Tuesday, 3 November 2015

Two Cases of Government Responsiveness

With the bad things that happened with government service delivery these days – from tanim-bala to market fires due to bad cables – it is easy to be swayed to the opinion that this government can never do right, and that everything in the Philippine government, whether local or national, are all wrong.  If facebook posts and tweets are measures of the opinion of the “connected” Filipino nation (which, by the way, comprises only around 40% of the total population), it  seems that the general sentiment is that this country is so badly-governed that entertainment is a happy escape from the current mess we are in. 

But often we forget that there are also many good things going on in this country’s government.  I do not want to be an apologist of the government but I want to speak of two experiences where I can say that as a citizen, I have benefitted from government’s willingness to protect the interest of its citizens and from government’s responsiveness to an ordinary citizen’s questions and concerns.

Case 1: The Case of Smart Communications
I am a post-paid subscriber of Smart Communications for almost 10 years now and I have not had significant complaints regarding billing until 2013. I went to South Africa on a business trip and when I came back I was surprised to get a billing of around 80K Php when I got back because of data charges.  I wrote to Smart that I have not used data while abroad and the giant telco that it is, it never cared to reply.

So I wrote to DTI’s Consumer Protection and Advocacy Division with this long letter, which explains in full detail my allegation. I was prompted to seek the assistance of DTI because Smart never cared about my rights as a consumer and threatened to cut off my subscription unless I paid, and that if I continue to question the charges, they will hand my account to the legal department for collection and appropriate legal action.

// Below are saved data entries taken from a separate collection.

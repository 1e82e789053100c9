use crate::compose::prelude::{ComposeModel, ComposeParseError};
use crate::dockerfile::prelude::DockerfileModel;
use crate::shared::prelude::{DefaultDockerRuntime, DefaultExecutionProvider, DockerRuntime};
use crate::{compose, dockerfile};
use educe::Educe;
use std::path::{Path, PathBuf};
use std::sync::Arc;
use std::time::Duration;
use thiserror::Error;
use tracing::{debug, info};

/// Conventional file names probed in priority order when no explicit path
/// is supplied.
const DOCKERFILE_NAMES: &[&str] = &["Dockerfile", "Containerfile"];
const COMPOSE_NAMES: &[&str] = &[
    "compose.yaml",
    "compose.yml",
    "docker-compose.yaml",
    "docker-compose.yml",
];

const DOCKER_PROBE_TIMEOUT: Duration = Duration::from_secs(2);

#[derive(Error, Debug)]
pub enum ContextError {
    #[error("Dockerfile `{}` does not exist.", path.display())]
    MissingDockerfile { path: PathBuf },
    #[error("Compose file `{}` does not exist.", path.display())]
    MissingComposeFile { path: PathBuf },
    #[error(transparent)]
    ComposeParse(#[from] ComposeParseError),
    #[error("Unable to read `{}`. {error:?}", path.display())]
    IoError {
        path: PathBuf,
        #[source]
        error: std::io::Error,
    },
}

/// Everything a check may look at. Built once per invocation and shared
/// read-only across all checks for the duration of the run.
#[derive(Educe, Clone)]
#[educe(Debug)]
pub struct Context {
    pub working_dir: PathBuf,
    pub dockerfile_path: Option<PathBuf>,
    pub compose_path: Option<PathBuf>,
    pub dockerignore_path: Option<PathBuf>,
    pub gitattributes_path: Option<PathBuf>,
    pub dockerfile: Option<DockerfileModel>,
    pub compose: Option<ComposeModel>,
    /// Result of the bounded daemon probe; gates Docker-requiring checks.
    pub docker_available: bool,
    #[educe(Debug(ignore))]
    pub docker: Arc<dyn DockerRuntime>,
}

pub struct ContextBuilder {
    working_dir: PathBuf,
    dockerfile: Option<PathBuf>,
    compose: Option<PathBuf>,
    docker: Option<Arc<dyn DockerRuntime>>,
    probe_timeout: Duration,
}

impl ContextBuilder {
    pub fn new(working_dir: impl Into<PathBuf>) -> Self {
        Self {
            working_dir: working_dir.into(),
            dockerfile: None,
            compose: None,
            docker: None,
            probe_timeout: DOCKER_PROBE_TIMEOUT,
        }
    }

    /// Explicitly supplied paths must exist; see [`ContextError`].
    pub fn with_dockerfile(mut self, path: impl Into<PathBuf>) -> Self {
        self.dockerfile = Some(path.into());
        self
    }

    pub fn with_compose(mut self, path: impl Into<PathBuf>) -> Self {
        self.compose = Some(path.into());
        self
    }

    pub fn with_docker_runtime(mut self, docker: Arc<dyn DockerRuntime>) -> Self {
        self.docker = Some(docker);
        self
    }

    pub fn with_probe_timeout(mut self, timeout: Duration) -> Self {
        self.probe_timeout = timeout;
        self
    }

    pub async fn build(self) -> Result<Context, ContextError> {
        let dockerfile_path = resolve_input(
            &self.working_dir,
            self.dockerfile,
            DOCKERFILE_NAMES,
            |path| ContextError::MissingDockerfile { path },
        )?;
        let compose_path = resolve_input(&self.working_dir, self.compose, COMPOSE_NAMES, |path| {
            ContextError::MissingComposeFile { path }
        })?;

        let dockerignore_path = probe_presence(&self.working_dir, ".dockerignore");
        let gitattributes_path = probe_presence(&self.working_dir, ".gitattributes");

        let dockerfile = match &dockerfile_path {
            Some(path) => Some(dockerfile::parse(path, &read(path).await?)),
            None => None,
        };
        let compose = match &compose_path {
            Some(path) => Some(compose::parse(path, &read(path).await?)?),
            None => None,
        };

        let docker = self.docker.unwrap_or_else(|| {
            Arc::new(DefaultDockerRuntime::new(
                Arc::new(DefaultExecutionProvider::default()),
                self.working_dir.clone(),
            ))
        });
        let docker_available = probe_docker(docker.as_ref(), self.probe_timeout).await;

        Ok(Context {
            working_dir: self.working_dir,
            dockerfile_path,
            compose_path,
            dockerignore_path,
            gitattributes_path,
            dockerfile,
            compose,
            docker_available,
            docker,
        })
    }
}

fn resolve_input(
    working_dir: &Path,
    explicit: Option<PathBuf>,
    conventional_names: &[&str],
    missing: impl FnOnce(PathBuf) -> ContextError,
) -> Result<Option<PathBuf>, ContextError> {
    if let Some(path) = explicit {
        let path = if path.is_absolute() {
            path
        } else {
            working_dir.join(path)
        };
        if !path.is_file() {
            return Err(missing(path));
        }
        return Ok(Some(path));
    }

    for name in conventional_names {
        let candidate = working_dir.join(name);
        if candidate.is_file() {
            debug!("Discovered {}", candidate.display());
            return Ok(Some(candidate));
        }
    }

    Ok(None)
}

fn probe_presence(working_dir: &Path, name: &str) -> Option<PathBuf> {
    let candidate = working_dir.join(name);
    candidate.is_file().then_some(candidate)
}

/// Any probe failure, daemon absent, socket unreachable, permission denied,
/// or timeout, degrades to "unavailable" and never raises.
async fn probe_docker(docker: &dyn DockerRuntime, timeout: Duration) -> bool {
    match tokio::time::timeout(timeout, docker.ping()).await {
        Ok(Ok(())) => true,
        Ok(Err(e)) => {
            info!("Docker daemon unavailable: {}", e);
            false
        }
        Err(_) => {
            info!("Docker daemon probe timed out after {:?}", timeout);
            false
        }
    }
}

async fn read(path: &Path) -> Result<String, ContextError> {
    tokio::fs::read_to_string(path)
        .await
        .map_err(|error| ContextError::IoError {
            path: path.to_path_buf(),
            error,
        })
}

The letter above is self-explanatory.  When CPAD received the letter, it forwarded my concern to the National Telecommunications Commission, who has jurisdiction over the complaint.  Smart responded with a call from its customer relations and sent letters implying that they are doing an investigation.  For more than 10 months, Smart slept on my complaint and at some points insisted on the validity of their chargers and cutting my subscription.  For the many times that Smart did, I wrote to CPAD for support. CPAD again wrote to NTC copying Smart and my line came alive again. This occurred for more than twice until I wrote the following letter to NTC.

In the subsequent letters related to this one, I wrote to the DTI and NTC that I would like to seek advice as to what legal action I can take. It was during this time that Smart responded positively, and finally erased the charges, saying it was goodwill reduction. To this day, I still maintain that I did not use data services as I use WIFI connection for data tasks in all my trips overseas.  Smart does not have the right to charge me, so they do not have anything to reduce. 

I should credit CPAD for the responsiveness though NTC fell short of my expectations.  It is important to be mindful, that it’s not only government that has the capacity to oppress. As my experience suggested, business giants are more positioned to disadvantage consumers.  This even excludes how Telco companies sell our data even without our consent.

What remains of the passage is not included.